Thank you for considering a contribution to the British Society for History of Science (BSHS) travel guide! This site aims to provide users with articles that are above all fun and appealing.
The site is for anyone interested in visiting places with ties to the history of science, technology and medicine, anywhere in the world. The site is a collaborative endeavour and will grow as articles are contributed by people who wish to share their knowledge. The British Society for the History of Science provides the architecture and some editorial oversight and anyone can contribute an article.

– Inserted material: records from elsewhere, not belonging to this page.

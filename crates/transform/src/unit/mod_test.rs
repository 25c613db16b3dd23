use tally_protocol::Utc;

use super::*;
use crate::EvaluationError;

fn bytes(volume: f64) -> Sample {
    Sample::new("disk.read.bytes", SampleType::Cumulative, "B", volume, "vm-1", Utc::now())
}

#[test]
fn test_scale_expression() {
    let config = UnitConversionConfig::new()
        .with_target_name("disk.read.kilobytes")
        .with_target_unit("KB")
        .with_scale(Scale::parse("$(volume) / 1024").unwrap());
    let mut t = UnitConversionTransformer::new(config);

    let out = t.transform(bytes(4096.0)).unwrap();
    assert_eq!(out.len(), 1);
    assert_eq!(out[0].name, "disk.read.kilobytes");
    assert_eq!(out[0].unit, "KB");
    assert_eq!(out[0].volume, 4.0);
    assert_eq!(out[0].sample_type, SampleType::Cumulative);
}

#[test]
fn test_factor_and_type() {
    let config = UnitConversionConfig::new()
        .with_scale(Scale::Factor(8.0))
        .with_target_unit("bit")
        .with_target_type(SampleType::Gauge);
    let mut t = UnitConversionTransformer::new(config);

    let out = t.transform(bytes(2.0)).unwrap();
    assert_eq!(out[0].name, "disk.read.bytes");
    assert_eq!(out[0].volume, 16.0);
    assert_eq!(out[0].sample_type, SampleType::Gauge);
}

#[test]
fn test_source_filter() {
    let config = UnitConversionConfig::new()
        .with_source("memory")
        .with_scale(Scale::Factor(2.0));
    let mut t = UnitConversionTransformer::new(config);

    let input = bytes(3.0);
    assert_eq!(t.transform(input.clone()).unwrap(), vec![input]);
}

#[test]
fn test_evaluation_error_propagates() {
    let config = UnitConversionConfig::new().with_scale(Scale::parse("1 / $(volume)").unwrap());
    let mut t = UnitConversionTransformer::new(config);

    assert!(matches!(
        t.transform(bytes(0.0)),
        Err(TransformError::Evaluation(EvaluationError::DivisionByZero))
    ));
}

#[test]
fn test_from_instance_config() {
    let instance = TransformerInstanceConfig::new("unit_conversion")
        .with_option("target_unit", "MB")
        .with_option("scale", "$(volume) / 1048576")
        .with_option("target_type", "gauge");
    let config = UnitConversionConfig::try_from(&instance).unwrap();
    assert_eq!(config.target_unit.as_deref(), Some("MB"));
    assert_eq!(config.target_type, Some(SampleType::Gauge));
    assert!(matches!(config.scale, Scale::Expression(_)));
}

#[test]
fn test_bad_scale_reference_rejected() {
    let instance = TransformerInstanceConfig::new("unit_conversion")
        .with_option("scale", "$(memory) * 2");
    assert!(UnitConversionFactory.create(&instance).is_err());
}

We recommend an overall article word count of between 500-1000 words. Articles should be aimed at an audience with an interest in popular history of science. Footnotes and references are not required but some further reading, where applicable, is encouraged. Articles should include the address, location, and further details (e.g. website address) of the site. We do not recommend including opening hours or admission costs as these can go out of date very quickly.
We recommend using previous articles as a form of style guideline. A few good examples are:
- Charles Darwin’s Home – Down House, Kent
- West Riding Lunatic Asylum, Wakefield
- George Washington’s Distillery and Gristmill, Alexandria, Virginia
- Clifton Suspension Bridge, Bristol
Please note that articles should not include external links that do not closely relate to the article content and articles should have a history of science focus.
Articles can be emailed in pdf, Microsoft Word document to firstname.lastname@example.org or authors can be provided with login details (see WordPress section below).
All articles are published under the author’s real name; we do not use usernames or pseudonyms. In addition, we recommend that authors include a brief biography of a few lines. This will appear at the bottom of all the articles you contribute and can include a link to your University or personal webpage, profile, blog or social media account but no other external links.
We are very happy to setup a WordPress account for authors who would like to create and edit their own article. Pleas email email@example.com and we send you login details via email.
If you haven’t used WordPress (our content management system) before, we recommend checking out the WordPress Guide to Writing Posts.
Publishing your own article
We recommend you save the article as a Draft first and preview it before publishing just to check everything is as it should be. We also recommend viewing other articles to We also recommend using categories, tags, and geotagging information.
- To place the article in its geographical area, please use the categories box to tick the applicable boxes.
- Please use the tags as a form of keyword submission.
- If you would like to use geotagging, use the ‘Location’ box at the bottom of the edit post page to search for the address. To automatically insert a Google map, put [geo_mashup_map] below your article text in the main content.
We prefer authors to provide images of their own. If this is not possible, then we recommend then using the Creative Commons Search to search Flickr, Wikimedia, or Google Images for images licensed for commercial reuse but not to modify, adapt, or build upon. A recent example of how these images are attributed can be seen in the article on the Clifton Suspension Bridge, Bristol. This can be a bit tricky to do so the BSHS Web Officer (firstname.lastname@example.org) is glad to provide assistance in this or in any other technical matter.
We recommend that any images to be provided should be no greater than 1024 pixels in maximum dimension and should be less than 2Mb in size. We are happy to provide assistance in resizing and editing images, as appropriate.
One final note on images, just because an image is available online does not mean that it can be used. Like all forms of media, offline and online, copyright still applies and it is for this reason that we recommend using personal or licensed images (see above).
Copyright for articles and image(s) provided by the authors remain with the authors themselves. The author will grant the British Society for the History of Science (BSHS) permission to reproduce the article for non-commercial purposes. In addition, the author grants the BSHS permission to edit the article in order to fit in with style guidelines (see above).